About ten years ago she had just turned 20 (not 19 as I said earlier, my mistake). She was driving home and saw that fire trucks and ambulances had stopped traffic on the other side of the highway, and wondered what was going on. When she got home she got a telephone call from a person who said he was a detective who said her younger brother had been in an accident. He said he was dead. She didn’t believe it. It didn’t sound very realistic, it had a distinct air of unreality. She laughed and said yeah, right, I know he put you up to this, put my brother on the phone, please. She didn’t believe it until her mother got on the phone and said it was true.
When she got to her mother’s house the detective told her what had happened. Her brother had been on his bike and had ridden it directly into oncoming traffic on the highway. He was the accident she’d just seen. It wasn’t an area that you could really cross, there was a divider, and he’d appeared to just deliberately ride into the path of oncoming cars. The detective said it was an apparent suicide. Her mother collapsed screaming.
It fell to my wife to go to the morgue to identify him. She couldn’t bear to look at the body and it wasn’t certain that he’d even be identifiable, so they asked her if she could identify his backpack. She could, it was his. It was caked with her brother’s blood and brain matter. He’d been her closest companion for her entire life, and now he was dead by his own hand and she was looking at his brains.

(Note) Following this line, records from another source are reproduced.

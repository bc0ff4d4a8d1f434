//! Wire types for the washboard protocol.
//!
//! All realtime WebSocket messages use a top-level `type` field for
//! discriminated parsing. The three frozen message kinds are `timer_sync`,
//! `room_status` and `notify`.
//!
//! Realtime parsing is deliberately lenient: a field carrying an unexpected
//! type is treated as absent rather than failing the whole message, so a
//! server-side schema drift can never wipe client state it does not speak
//! about. Only the machine id is mandatory: an update that cannot be routed
//! is an error.

#![forbid(unsafe_code)]
#![deny(missing_docs)]

mod message;
mod rest;

pub use message::{BoardMessage, ProtocolError, StatusUpdate, parse_message};
pub use rest::{
    CycleStartedResponse, MachineSnapshot, ReserveRequest, SetIndividualRequest,
    SetTokenRequest, SnapshotResponse, StartCourseRequest,
};

use serde::{Deserialize, Serialize};

/// Stable machine identifier, unique for the appliance lifetime.
pub type MachineId = u32;

/// Appliance kind.
#[derive(Debug, Clone, Copy, PartialEq, Eq, Hash, Serialize, Deserialize)]
#[serde(rename_all = "snake_case")]
pub enum MachineKind {
    /// Washing machine. Covered by room-wide subscriptions.
    Washer,
    /// Dryer. Never part of a room-wide subscription.
    Dryer,
}

/// Appliance status as reported by the server.
///
/// `Finished` reverts to `Off` only through an explicit subsequent status
/// push; the client never assumes the transition.
#[derive(Debug, Clone, Copy, PartialEq, Eq, Hash, Serialize, Deserialize)]
#[serde(rename_all = "SCREAMING_SNAKE_CASE")]
pub enum MachineStatus {
    /// Idle, ready to start a cycle.
    Off,
    /// Washing phase of a cycle.
    Washing,
    /// Spin phase of a cycle.
    Spinning,
    /// Drying phase (dryers only).
    Drying,
    /// Cycle complete, laundry waiting for pickup.
    Finished,
}

impl MachineStatus {
    /// Whether the machine is in an active-operation state.
    ///
    /// Timer fields are only meaningful while operating.
    pub fn is_operating(self) -> bool {
        matches!(self, Self::Washing | Self::Spinning | Self::Drying)
    }

    /// Parse the wire spelling (`"WASHING"` etc.). `None` for unknown text.
    pub fn from_wire(text: &str) -> Option<Self> {
        match text {
            "OFF" => Some(Self::Off),
            "WASHING" => Some(Self::Washing),
            "SPINNING" => Some(Self::Spinning),
            "DRYING" => Some(Self::Drying),
            "FINISHED" => Some(Self::Finished),
            _ => None,
        }
    }
}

She later learned when going through his things and cleaning out his locker at school that this wasn’t an impulsive act, he’d been planning it for a while. In retrospect she now reaizes that he’d had untreated emotional problems, possibly bipolar disorder. It took a long, long time before any of them were really all right again. The grief has subsided and they can take pleasure in his memory, but some of that pain stays with you forever. His absence is palpably there at every Thanksgiving and Christmas, and we always go visit his grave after dinner.
So with access to the magic time machine would I prevent him from throwing himself in front of a car, breaking every bone in his body and cracking his skull open so that his brains fall out and traumatizing my wife and her family for the rest of their lives? Seriously, do you have to ask? I’d have him committed, handcuff him to a stop sign and slap the shit out of him, whatever it took. When somebody’s emotional state gets that wrapped up on themselves, they bcome so fixated on themselves that they forget they’re not living in a vacuum and that the things they do have consequences on everyone around them whether they like it or not. It’s not “just his business,” because he’s not the one who had to pick him up off of the highway and deal with the aftermath. I would have stopped him because he was a tall, good looking, funny, talented kid with his whole life ahead of him, but I also would have stopped him for reasons that had nothing to do with his personal well being. I would have stopped him because of the agony and horror he selfishly put my wife though. For years. Mostly I feel sadness and pity for him, but I never even met the kid and I get mad at him sometimes. The suggestion, the thought that I wouldn’t stop him is ludicrous. Unthinkable.
So yeah, it’s a touchy subject.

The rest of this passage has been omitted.